Publié: juillet 19, 2026
Pendant une grande partie des deux dernières décennies, le Canada et l'Australie ont suivi des stratégies presque identiques : accueillir un grand nombre de migrants, compter sur les étudiants internationaux pour financer l'enseignement supérieur et laisser l'offre de logements peiner à suivre le rythme. Lorsque la réouverture des frontières à l'ère de la pandémie a déclenché une vague sans précédent d'arrivées dans les deux pays, la pression sur les marchés locatifs est devenue impossible à ignorer. Mais depuis 2024, les deux nations ont divergé fortement, offrant quelque chose comme une expérience naturelle en matière de politique du logement.
Le Canada a cligné des yeux en premier. Face à une population qui avait augmenté de centaines de milliers de personnes de plus par an que la construction de logements ne pouvait absorber, le gouvernement fédéral a imposé des plafonds stricts sur les objectifs d'immigration permanente, les travailleurs étrangers temporaires et les visas d'étudiants internationaux. Les résultats ont été rapides et mesurables. Les loyers nationaux ont maintenant baissé depuis plus d'un an, et dans des villes comme Toronto et Vancouver, les valeurs des condominiums destinés aux investisseurs et aux étudiants ont considérablement chuté par rapport à leurs sommets. La population du Canada a même diminué en partie en 2025, une rareté en dehors des conditions de guerre ou de pandémie.
Les économistes et les chercheurs en logement mettent en garde contre l'interprétation de ceci comme une simple success story. Même avec la baisse des loyers, les maisons d'entrée de gamme dans les plus grandes villes du Canada restent bien au-delà de ce qu'un salarié moyen peut se permettre, et les universités qui dépendaient des revenus de scolarité internationale réduisent désormais les programmes et le personnel. La correction a apporté un soulagement, pas un remède.

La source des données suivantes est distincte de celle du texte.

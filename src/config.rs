//! Gateway configuration.
//!
//! Defaults are production-friendly and every knob can be overridden from the
//! environment or from a YAML file. The provider credential is only ever read from
//! the environment.

use crate::cache::CacheConfig;
use crate::normalize::NormalizerConfig;
use crate::resilience::RetryPolicy;
use crate::transport::DEFAULT_BASE_URL;
use crate::{Error, ErrorContext, Result};
use serde::Deserialize;
use std::path::Path;
use std::time::Duration;
use tracing::warn;

pub const API_KEY_ENV: &str = "OPENAI_API_KEY";
pub const BASE_URL_ENV: &str = "AI_GATEWAY_BASE_URL";
pub const TIMEOUT_ENV: &str = "AI_HTTP_TIMEOUT_SECS";
pub const PROXY_ENV: &str = "AI_PROXY_URL";
pub const CACHE_MAX_ENTRIES_ENV: &str = "AI_GATEWAY_CACHE_MAX_ENTRIES";
pub const CACHE_TTL_ENV: &str = "AI_GATEWAY_CACHE_TTL_SECS";
pub const MAX_RETRIES_ENV: &str = "AI_GATEWAY_MAX_RETRIES";

pub const DEFAULT_TIMEOUT: Duration = Duration::from_secs(30);

#[derive(Clone)]
pub struct GatewayConfig {
    pub api_key: Option<String>,
    pub base_url: String,
    pub timeout: Duration,
    pub proxy_url: Option<String>,
    pub normalizer: NormalizerConfig,
    pub cache: CacheConfig,
    pub canonicalize_json: bool,
    pub retry: RetryPolicy,
}

impl Default for GatewayConfig {
    fn default() -> Self {
        Self {
            api_key: None,
            base_url: DEFAULT_BASE_URL.to_string(),
            timeout: DEFAULT_TIMEOUT,
            proxy_url: None,
            normalizer: NormalizerConfig::default(),
            cache: CacheConfig::default(),
            canonicalize_json: false,
            retry: RetryPolicy::default(),
        }
    }
}

// Keeps the credential out of logs.
impl std::fmt::Debug for GatewayConfig {
    fn fmt(&self, f: &mut std::fmt::Formatter<'_>) -> std::fmt::Result {
        f.debug_struct("GatewayConfig")
            .field("api_key", &self.api_key.as_ref().map(|_| "<redacted>"))
            .field("base_url", &self.base_url)
            .field("timeout", &self.timeout)
            .field("proxy_url", &self.proxy_url)
            .field("normalizer", &self.normalizer)
            .field("cache", &self.cache)
            .field("canonicalize_json", &self.canonicalize_json)
            .field("retry", &self.retry)
            .finish()
    }
}

/// On-disk shape. Every field is optional and falls back to the default.
#[derive(Debug, Default, Deserialize)]
#[serde(default, deny_unknown_fields)]
struct FileConfig {
    base_url: Option<String>,
    timeout_secs: Option<u64>,
    proxy_url: Option<String>,
    canonicalize_json: Option<bool>,
    cache: FileCacheConfig,
    defaults: FileDefaults,
    retry: FileRetry,
}

#[derive(Debug, Default, Deserialize)]
#[serde(default, deny_unknown_fields)]
struct FileCacheConfig {
    enabled: Option<bool>,
    max_entries: Option<usize>,
    ttl_secs: Option<u64>,
}

#[derive(Debug, Default, Deserialize)]
#[serde(default, deny_unknown_fields)]
struct FileDefaults {
    model: Option<String>,
    temperature: Option<f64>,
    max_tokens: Option<u32>,
    max_tokens_cap: Option<u32>,
    persona: Option<String>,
    fallback_prompt: Option<String>,
}

#[derive(Debug, Default, Deserialize)]
#[serde(default, deny_unknown_fields)]
struct FileRetry {
    max_retries: Option<u32>,
    min_delay_ms: Option<u64>,
    max_delay_ms: Option<u64>,
}

impl GatewayConfig {
    pub fn new() -> Self {
        Self::default()
    }

    /// Defaults overridden by the process environment.
    pub fn from_env() -> Self {
        Self::default().with_overrides(|name| std::env::var(name).ok())
    }

    /// Apply overrides from an arbitrary variable lookup (the environment in production).
    pub fn with_overrides<F>(mut self, lookup: F) -> Self
    where
        F: Fn(&str) -> Option<String>,
    {
        let lookup = |name: &str| lookup(name).filter(|v| !v.trim().is_empty());

        if let Some(key) = lookup(API_KEY_ENV) {
            self.api_key = Some(key);
        }
        if let Some(url) = lookup(BASE_URL_ENV) {
            self.base_url = url;
        }
        if let Some(proxy) = lookup(PROXY_ENV) {
            self.proxy_url = Some(proxy);
        }
        if let Some(secs) = parse_var::<u64>(&lookup, TIMEOUT_ENV) {
            self.timeout = Duration::from_secs(secs);
        }
        if let Some(n) = parse_var::<usize>(&lookup, CACHE_MAX_ENTRIES_ENV) {
            self.cache.max_entries = n;
        }
        if let Some(secs) = parse_var::<u64>(&lookup, CACHE_TTL_ENV) {
            self.cache.ttl = Duration::from_secs(secs);
        }
        if let Some(n) = parse_var::<u32>(&lookup, MAX_RETRIES_ENV) {
            self.retry.max_retries = n;
        }
        self
    }

    /// Pick up only the credential from the environment.
    pub fn with_env_credential(mut self) -> Self {
        self.api_key = std::env::var(API_KEY_ENV)
            .ok()
            .filter(|k| !k.trim().is_empty());
        self
    }

    pub fn with_api_key(mut self, key: impl Into<String>) -> Self {
        self.api_key = Some(key.into());
        self
    }

    pub fn with_base_url(mut self, url: impl Into<String>) -> Self {
        self.base_url = url.into();
        self
    }

    pub fn with_cache(mut self, cache: CacheConfig) -> Self {
        self.cache = cache;
        self
    }

    pub fn with_retry(mut self, retry: RetryPolicy) -> Self {
        self.retry = retry;
        self
    }

    pub fn with_canonical_json(mut self, enabled: bool) -> Self {
        self.canonicalize_json = enabled;
        self
    }

    pub fn from_yaml_str(yaml: &str) -> Result<Self> {
        let file: FileConfig = serde_yaml::from_str(yaml).map_err(|e| {
            Error::configuration_with_context(
                "invalid gateway configuration",
                ErrorContext::new()
                    .with_details(e.to_string())
                    .with_source("config"),
            )
        })?;
        Ok(Self::default().merge_file(file))
    }

    /// Load a YAML file and take the credential from the environment.
    pub fn from_yaml_file(path: impl AsRef<Path>) -> Result<Self> {
        let path = path.as_ref();
        let yaml = std::fs::read_to_string(path).map_err(|e| {
            Error::configuration_with_context(
                format!("cannot read config file {}", path.display()),
                ErrorContext::new()
                    .with_details(e.to_string())
                    .with_source("config"),
            )
        })?;
        Ok(Self::from_yaml_str(&yaml)?.with_env_credential())
    }

    fn merge_file(mut self, file: FileConfig) -> Self {
        if let Some(url) = file.base_url {
            self.base_url = url;
        }
        if let Some(secs) = file.timeout_secs {
            self.timeout = Duration::from_secs(secs);
        }
        if file.proxy_url.is_some() {
            self.proxy_url = file.proxy_url;
        }
        if let Some(on) = file.canonicalize_json {
            self.canonicalize_json = on;
        }

        let cache = file.cache;
        if let Some(on) = cache.enabled {
            self.cache.enabled = on;
        }
        if let Some(n) = cache.max_entries {
            self.cache.max_entries = n;
        }
        if let Some(secs) = cache.ttl_secs {
            self.cache.ttl = Duration::from_secs(secs);
        }

        let d = file.defaults;
        let n = &mut self.normalizer;
        if let Some(model) = d.model {
            n.default_model = model;
        }
        if let Some(t) = d.temperature {
            n.default_temperature = t;
        }
        if let Some(m) = d.max_tokens {
            n.default_max_tokens = m;
        }
        if let Some(cap) = d.max_tokens_cap {
            n.max_tokens_cap = cap;
        }
        if let Some(persona) = d.persona {
            n.persona = persona;
        }
        if let Some(fallback) = d.fallback_prompt {
            n.fallback_prompt = fallback;
        }

        let r = file.retry;
        if let Some(max) = r.max_retries {
            self.retry.max_retries = max;
        }
        if let Some(ms) = r.min_delay_ms {
            self.retry.min_delay = Duration::from_millis(ms);
        }
        if let Some(ms) = r.max_delay_ms {
            self.retry.max_delay = Duration::from_millis(ms).max(self.retry.min_delay);
        }
        self
    }

    /// Reject settings the gateway cannot run with. A missing credential is not
    /// checked here; it is reported per request.
    pub fn validate(&self) -> Result<()> {
        let url = url::Url::parse(&self.base_url).map_err(|e| {
            Error::configuration_with_context(
                format!("invalid base url: {}", self.base_url),
                ErrorContext::new()
                    .with_field_path("base_url")
                    .with_details(e.to_string())
                    .with_source("config"),
            )
        })?;
        if !matches!(url.scheme(), "http" | "https") {
            return Err(Error::configuration_with_context(
                format!("unsupported base url scheme: {}", url.scheme()),
                ErrorContext::new()
                    .with_field_path("base_url")
                    .with_source("config"),
            ));
        }
        if self.cache.max_entries == 0 {
            return Err(Error::configuration_with_context(
                "cache.max_entries must be at least 1",
                ErrorContext::new()
                    .with_field_path("cache.max_entries")
                    .with_source("config"),
            ));
        }
        if self.normalizer.max_tokens_cap == 0 {
            return Err(Error::configuration_with_context(
                "defaults.max_tokens_cap must be at least 1",
                ErrorContext::new()
                    .with_field_path("defaults.max_tokens_cap")
                    .with_source("config"),
            ));
        }
        Ok(())
    }
}

fn parse_var<T: std::str::FromStr>(
    lookup: &impl Fn(&str) -> Option<String>,
    name: &str,
) -> Option<T> {
    let raw = lookup(name)?;
    match raw.trim().parse::<T>() {
        Ok(v) => Some(v),
        Err(_) => {
            warn!(var = name, value = %raw, "ignoring unparseable environment override");
            None
        }
    }
}
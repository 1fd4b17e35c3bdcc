//! Outbound status/body pairs.

use crate::types::ChatResponse;
use crate::Error;
use serde::Serialize;
use serde_json::{json, Value};

/// What the hosting HTTP layer writes back to the caller.
#[derive(Debug, Clone, PartialEq, Serialize)]
pub struct GatewayReply {
    pub status: u16,
    pub body: Value,
}

impl GatewayReply {
    pub fn success(response: &ChatResponse) -> Self {
        Self {
            status: 200,
            body: response.to_body(),
        }
    }

    pub fn method_not_allowed() -> Self {
        Self {
            status: 405,
            body: json!({ "error": "Method not allowed" }),
        }
    }

    /// Map an error to `{error, status?, details?, body?}`.
    ///
    /// Provider errors keep their original status and body so callers can tell
    /// them apart from gateway-side failures.
    pub fn from_error(err: &Error) -> Self {
        let body = match err {
            Error::Upstream { status, body } => json!({
                "error": "Upstream provider request failed",
                "status": status,
                "body": body,
            }),
            Error::Transport(e) => json!({
                "error": "Upstream provider unreachable",
                "details": e.to_string(),
            }),
            Error::Configuration { message, .. } => json!({ "error": message }),
            Error::Validation { .. } => json!({
                "error": "Invalid request body",
                "details": err.to_string(),
            }),
            _ => json!({
                "error": "Internal error",
                "details": err.to_string(),
            }),
        };
        Self {
            status: err.http_status(),
            body,
        }
    }

    pub fn is_success(&self) -> bool {
        (200..300).contains(&self.status)
    }
}
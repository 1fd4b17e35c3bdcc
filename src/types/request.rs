//! Normalized chat-completion request.

use super::message::Message;
use serde::{Deserialize, Serialize};

/// Response-format directive forwarded to the provider.
#[derive(Debug, Clone, Copy, PartialEq, Eq, Hash, Serialize, Deserialize)]
#[serde(tag = "type", rename_all = "snake_case")]
pub enum ResponseFormat {
    JsonObject,
}

impl ResponseFormat {
    pub fn as_str(&self) -> &'static str {
        match self {
            ResponseFormat::JsonObject => "json_object",
        }
    }

    /// Parse a wire name (`"json_object"`). Unknown formats are not forwarded.
    pub fn from_wire(name: &str) -> Option<Self> {
        match name {
            "json_object" => Some(ResponseFormat::JsonObject),
            _ => None,
        }
    }
}

/// Canonical request produced by the request normalizer.
///
/// Built once and never mutated afterwards; the upstream payload is derived from it.
#[derive(Debug, Clone, PartialEq, Serialize, Deserialize)]
pub struct ChatRequest {
    pub model: String,
    pub messages: Vec<Message>,
    pub temperature: f64,
    pub max_tokens: u32,
    #[serde(default, skip_serializing_if = "Option::is_none")]
    pub response_format: Option<ResponseFormat>,
}

impl ChatRequest {
    pub fn new(
        model: impl Into<String>,
        messages: Vec<Message>,
        temperature: f64,
        max_tokens: u32,
    ) -> Self {
        Self {
            model: model.into(),
            messages,
            temperature,
            max_tokens,
            response_format: None,
        }
    }

    pub fn with_response_format(mut self, format: ResponseFormat) -> Self {
        self.response_format = Some(format);
        self
    }

    pub fn last_message(&self) -> Option<&Message> {
        self.messages.last()
    }

    /// Provider payload: model, messages, temperature, max_tokens and, only when
    /// requested, the response-format directive.
    pub fn to_payload(&self) -> serde_json::Value {
        let mut body = serde_json::json!({
            "model": self.model,
            "messages": self.messages,
            "temperature": self.temperature,
            "max_tokens": self.max_tokens,
        });
        if let Some(format) = self.response_format {
            body["response_format"] = serde_json::json!({ "type": format.as_str() });
        }
        body
    }
}
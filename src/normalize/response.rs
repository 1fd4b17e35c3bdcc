//! Response normalization: provider payloads into a stable [`ChatResponse`].

use crate::types::ChatResponse;
use serde_json::Value;

/// Text of the first choice, or `""` when any level of the path is missing or not a string.
pub fn extract_content(raw: &Value) -> &str {
    raw.pointer("/choices/0/message/content")
        .and_then(Value::as_str)
        .unwrap_or_default()
}

/// Converts raw provider responses into [`ChatResponse`]. Never fails.
#[derive(Debug, Clone, Default)]
pub struct ResponseNormalizer {
    canonicalize_json: bool,
}

impl ResponseNormalizer {
    pub fn new() -> Self {
        Self::default()
    }

    /// Re-serialize contents that parse as JSON in compact form.
    pub fn with_canonical_json(mut self, enabled: bool) -> Self {
        self.canonicalize_json = enabled;
        self
    }

    pub fn normalize(&self, raw: Value) -> ChatResponse {
        let content = extract_content(&raw);
        let content = if self.canonicalize_json {
            canonical_json(content).unwrap_or_else(|| content.to_string())
        } else {
            content.to_string()
        };
        ChatResponse::new(content).with_raw(raw)
    }
}

fn canonical_json(content: &str) -> Option<String> {
    let parsed: Value = serde_json::from_str(content).ok()?;
    serde_json::to_string(&parsed).ok()
}

#[cfg(test)]
mod tests {
    use super::*;
    use serde_json::json;

    fn completion(content: Value) -> Value {
        json!({
            "id": "chatcmpl-123",
            "object": "chat.completion",
            "choices": [{"index": 0, "message": {"role": "assistant", "content": content}}]
        })
    }

    #[test]
    fn extracts_first_choice_content() {
        let resp = ResponseNormalizer::new().normalize(completion(json!("2 + 2 = 4")));
        assert_eq!(resp.content, "2 + 2 = 4");
        assert!(!resp.cached);
        assert_eq!(resp.raw.as_ref().and_then(|r| r.get("id")), Some(&json!("chatcmpl-123")));
    }

    #[test]
    fn missing_levels_yield_empty_content() {
        let normalizer = ResponseNormalizer::new();
        for raw in [
            json!({}),
            json!({"choices": []}),
            json!({"choices": [{}]}),
            json!({"choices": [{"message": {}}]}),
            completion(Value::Null),
            completion(json!(42)),
            json!("not an object"),
        ] {
            assert_eq!(normalizer.normalize(raw).content, "");
        }
    }

    #[test]
    fn canonicalizes_json_content_when_enabled() {
        let raw = completion(json!("{\n  \"a\": [1, 2]\n}"));
        let plain = ResponseNormalizer::new().normalize(raw.clone());
        assert_eq!(plain.content, "{\n  \"a\": [1, 2]\n}");

        let canonical = ResponseNormalizer::new()
            .with_canonical_json(true)
            .normalize(raw);
        assert_eq!(canonical.content, "{\"a\":[1,2]}");
    }

    #[test]
    fn non_json_content_is_untouched_when_canonicalizing() {
        let resp = ResponseNormalizer::new()
            .with_canonical_json(true)
            .normalize(completion(json!("Sure! {not json}")));
        assert_eq!(resp.content, "Sure! {not json}");
    }
}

En revanche, l'Australie a maintenu ses portes relativement ouvertes. Le nombre de titulaires de visas temporaires par rapport à la population continue de grimper vers des niveaux record, et avec la construction de nouveaux logements toujours en retard par rapport à la demande, les coûts de location ont augmenté de manière spectaculaire au cours des cinq dernières années. Les commentateurs plaidant en faveur d'une politique migratoire plus stricte pointent directement l'expérience du Canada comme preuve que des ajustements du côté de la demande peuvent soulager la pression sur les locataires, même si d'autres notent que le déficit de logements en Australie a des racines plus profondes dans les restrictions d'urbanisme, les paramètres fiscaux et les goulots d'étranglement de la construction qu'aucun plafond d'immigration seul ne pourrait résoudre.
Outre le débat sur les politiques, les secteurs immobiliers des deux pays sont également de plus en plus entrelacés au niveau institutionnel. Les principaux fonds de pension canadiens ont récemment conclu des accords de coopération avec leurs homologues australiens pour poursuivre conjointement des investissements dans l'infrastructure et les propriétés industrielles, un signe que même si les marchés immobiliers des deux nations évoluent dans des directions différentes, leurs marchés de capitaux se rapprochent de plus en plus.
Que l'Australie suive finalement l'exemple du Canada, ou trace sa propre voie à travers une réforme du côté de l'offre, l'année à venir est susceptible de continuer à susciter des comparaisons entre les deux pays alors que les décideurs politiques et les électeurs cherchent ensemble une issue à l'impasse de l'accessibilité.